Instructions for the task:
Among the records that follow, find the line with "Learning: Trait Objects" and the line with "impl Clipboard for". Set down those lines and all lines between them exactly, without adding anything.

Provided material:

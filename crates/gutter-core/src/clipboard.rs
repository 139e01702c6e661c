//! Clipboard abstraction.
//!
//! ## Learning: Trait Objects
//!
//! The editor stores a `Box<dyn Clipboard>`, so the same model runs
//! against the system clipboard in the GUI and against
//! [`MemoryClipboard`] in tests and headless environments. The vtable
//! behind `dyn Clipboard` is what lets both live in the same field.

use crate::CoreResult;

/// Something that can hold a piece of text outside the buffer.
pub trait Clipboard {
    /// Returns the current clipboard text (empty string if nothing
    /// was ever placed on it).
    fn get_text(&mut self) -> CoreResult<String>;

    /// Replaces the clipboard content.
    fn set_text(&mut self, text: &str) -> CoreResult<()>;
}

/// In-process clipboard for tests and clipboard-less hosts.
#[derive(Debug, Default)]
pub struct MemoryClipboard {
    content: String,
}

impl MemoryClipboard {
    pub fn new() -> Self {
        Self::default()
    }
}

impl Clipboard for MemoryClipboard {
    fn get_text(&mut self) -> CoreResult<String> {
        Ok(self.content.clone())
    }

    fn set_text(&mut self, text: &str) -> CoreResult<()> {
        self.content = text.to_string();
        Ok(())
    }
}

#[cfg(test)]
mod tests {
    use super::*;

    #[test]
    fn test_memory_clipboard_round_trip() {
        let mut clipboard = MemoryClipboard::new();
        assert_eq!(clipboard.get_text().unwrap(), "");

        clipboard.set_text("copied").unwrap();
        assert_eq!(clipboard.get_text().unwrap(), "copied");

        clipboard.set_text("replaced").unwrap();
        assert_eq!(clipboard.get_text().unwrap(), "replaced");
    }
}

Output of the task:
//! ## Learning: Trait Objects
//!
//! The editor stores a `Box<dyn Clipboard>`, so the same model runs
//! against the system clipboard in the GUI and against
//! [`MemoryClipboard`] in tests and headless environments. The vtable
//! behind `dyn Clipboard` is what lets both live in the same field.

use crate::CoreResult;

/// Something that can hold a piece of text outside the buffer.
pub trait Clipboard {
    /// Returns the current clipboard text (empty string if nothing
    /// was ever placed on it).
    fn get_text(&mut self) -> CoreResult<String>;

    /// Replaces the clipboard content.
    fn set_text(&mut self, text: &str) -> CoreResult<()>;
}

/// In-process clipboard for tests and clipboard-less hosts.
#[derive(Debug, Default)]
pub struct MemoryClipboard {
    content: String,
}

impl MemoryClipboard {
    pub fn new() -> Self {
        Self::default()
    }
}

impl Clipboard for MemoryClipboard {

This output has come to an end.